Follow me slowly through the numbers here on the right-hand side. The baseline LDL in reveal was 60 milligram. The LDL lowering of the drug was only 17%. If you multiply the two, you end up with 11 milligram per deciliter absolute LDL reduction. You take that 11 milligram, you go to the left and you put it on the CTT meta-aggression line, and then you take the arrow to the left and you'll end up at 9%. The 11 milligram predicted at 9%, and what came out of the trial, 9% MACE. Although that's modest benefit, it's exactly what you get for that somewhat miserable LDL reduction. This trial was not a failure. Actually, it validated that CETP inhibition lowers heart attacks and strokes through LDL lowering.
Then as a last entry into this field, there's still a lot of confusion about the role of the HDL increase. In the REVEAL trial, the same trial that I just discussed, there were 30,000 patients. 15,000 were on the CETP inhibitor at 100 milligram per day. Their HDL was raised exactly by one millimole. What you can do is you can take that one millimole increase and see whether it's related to any side effect at all at the end of the four years and there was no relation whatsoever. The next thing that you then can do is to take that one millimole increase and mimic lifelong exposure to that one millimole increase.
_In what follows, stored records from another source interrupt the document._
//! Vendor classification for incoming target URLs.
//!
//! The dispatcher maps a target URL onto a closed vendor enumeration by
//! case-insensitive hostname containment against a fixed allowlist. The
//! [`Vendor::Unsupported`] arm is explicit so every match over vendors is
//! exhaustive; unsupported targets are rejected before any browser session
//! is opened.

use url::Url;

use crate::heuristic::{ChainSpec, chains};

/// Supported firmware vendors, plus an explicit rejection arm.
#[derive(Debug, Clone, Copy, PartialEq, Eq)]
pub enum Vendor {
    /// TP-Link product support pages (`tp-link.com`).
    TpLink,
    /// Netgear product support pages (`netgear.com`).
    Netgear,
    /// Anything else; rejected without launching a browser.
    Unsupported,
}

impl Vendor {
    /// Classifies a target URL by hostname.
    ///
    /// Unparseable URLs and URLs without a host classify as `Unsupported`.
    #[must_use]
    pub fn classify(url: &str) -> Self {
        let Some(host) = Url::parse(url).ok().and_then(|u| {
            u.host_str()
                .map(|h| h.to_ascii_lowercase())
        }) else {
            return Self::Unsupported;
        };

        if host.contains("tp-link.com") {
            Self::TpLink
        } else if host.contains("netgear.com") {
            Self::Netgear
        } else {
            Self::Unsupported
        }
    }

    /// Returns the heuristic chain for this vendor, or `None` for
    /// [`Vendor::Unsupported`].
    #[must_use]
    pub fn chain(self) -> Option<&'static ChainSpec> {
        match self {
            Self::TpLink => Some(&chains::TP_LINK),
            Self::Netgear => Some(&chains::NETGEAR),
            Self::Unsupported => None,
        }
    }

    /// Short name used in logs.
    #[must_use]
    pub fn name(self) -> &'static str {
        match self {
            Self::TpLink => "tp-link",
            Self::Netgear => "netgear",
            Self::Unsupported => "unsupported",
        }
    }
}

#[cfg(test)]
mod tests {
    use super::*;

    #[test]
    fn test_classify_tp_link() {
        assert_eq!(
            Vendor::classify("https://www.tp-link.com/us/support/download/archer-c7/"),
            Vendor::TpLink
        );
    }

    #[test]
    fn test_classify_netgear() {
        assert_eq!(
            Vendor::classify("https://www.netgear.com/support/product/r7000#download"),
            Vendor::Netgear
        );
    }

    #[test]
    fn test_classify_is_case_insensitive() {
        assert_eq!(
            Vendor::classify("https://WWW.TP-LINK.COM/support"),
            Vendor::TpLink
        );
    }

    #[test]
    fn test_classify_unknown_host() {
        assert_eq!(Vendor::classify("https://example.com/fw"), Vendor::Unsupported);
    }

    #[test]
    fn test_classify_matches_host_not_path() {
        // A hostile path mentioning a vendor must not classify as that vendor.
        assert_eq!(
            Vendor::classify("https://example.com/tp-link.com/firmware"),
            Vendor::Unsupported
        );
    }

    #[test]
    fn test_classify_garbage_input() {
        assert_eq!(Vendor::classify("not a url"), Vendor::Unsupported);
        assert_eq!(Vendor::classify(""), Vendor::Unsupported);
    }

    #[test]
    fn test_supported_vendors_have_chains() {
        assert!(Vendor::TpLink.chain().is_some());
        assert!(Vendor::Netgear.chain().is_some());
        assert!(Vendor::Unsupported.chain().is_none());
    }
}
//! As-of join of a simulated series against an observed one.

use chrono::NaiveDateTime;
use serde::Serialize;

use crate::series::Series;
use crate::window::TimeSpan;

/// One paired sample of the join.
#[derive(Debug, Clone, Copy, PartialEq, Serialize)]
pub struct JoinedRow {
    pub time: NaiveDateTime,
    pub simulated: f64,
    pub observed: f64,
}

/// Rows of an as-of join, ascending by time, all values finite.
#[derive(Debug, Clone, Default, PartialEq, Serialize)]
pub struct Joined {
    rows: Vec<JoinedRow>,
}

impl Joined {
    pub fn rows(&self) -> &[JoinedRow] {
        &self.rows
    }

    pub fn len(&self) -> usize {
        self.rows.len()
    }

    pub fn is_empty(&self) -> bool {
        self.rows.is_empty()
    }

    pub fn simulated(&self) -> Vec<f64> {
        self.rows.iter().map(|r| r.simulated).collect()
    }

    pub fn observed(&self) -> Vec<f64> {
        self.rows.iter().map(|r| r.observed).collect()
    }

    /// Rows whose timestamp lies inside `span` (inclusive).
    pub fn restrict(&self, span: &TimeSpan) -> Joined {
        Joined {
            rows: self
                .rows
                .iter()
                .copied()
                .filter(|r| span.contains(r.time))
                .collect(),
        }
    }
}

/// Pairs each sample of `left` with the most recent `right` sample at or
/// before it.
///
/// Left samples that precede every right sample are dropped, as are rows
/// where either value is NaN or infinite.
pub fn align(left: &Series, right: &Series) -> Joined {
    let right_times = right.times();
    let right_values = right.values();
    let mut cursor = 0usize;
    let mut rows = Vec::with_capacity(left.len());

    for (time, simulated) in left.iter() {
        while cursor < right_times.len() && right_times[cursor] <= time {
            cursor += 1;
        }
        // cursor is one past the last right sample at or before `time`
        let Some(idx) = cursor.checked_sub(1) else {
            continue;
        };
        let observed = right_values[idx];
        if simulated.is_finite() && observed.is_finite() {
            rows.push(JoinedRow {
                time,
                simulated,
                observed,
            });
        }
    }

    tracing::trace!(
        left = left.name(),
        right = right.name(),
        left_len = left.len(),
        right_len = right.len(),
        joined = rows.len(),
        "as-of join"
    );
    Joined { rows }
}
Then you see here, that's the graph on the slide, all-cause mortality and cardiovascular mortality, it's not significant, but the point estimates are definitely below the line of unity. If anything, there's a slight possibility that there's even an improvement. In objective terms, there is no relation between that HDL increase and any harm. There might even be possibly some reason to think that it might be good. I think we now understand that CETP inhibition works through LDL, that the HDL increase is completely safe and has basically no effect on heart attacks. That HDL increase might be related to some of the benefit we're seeing in terms of cognition.
With that, I have our conclusions. There's now overwhelming genomic evidence that low CETP activity leads to low cardiovascular risk. The cardiovascular benefit of that low activity goes through LDL. We now have seen large Mendelian randomization data to suggest that it's not only lower LDL, lower heart attacks, but also lower neurodegeneration. We have a good rationale why the first three CETP inhibitors did not demonstrate the benefit, but the fourth did. I think all of these data combined support further investigation of the CETP inhibitor class. Thank you very much.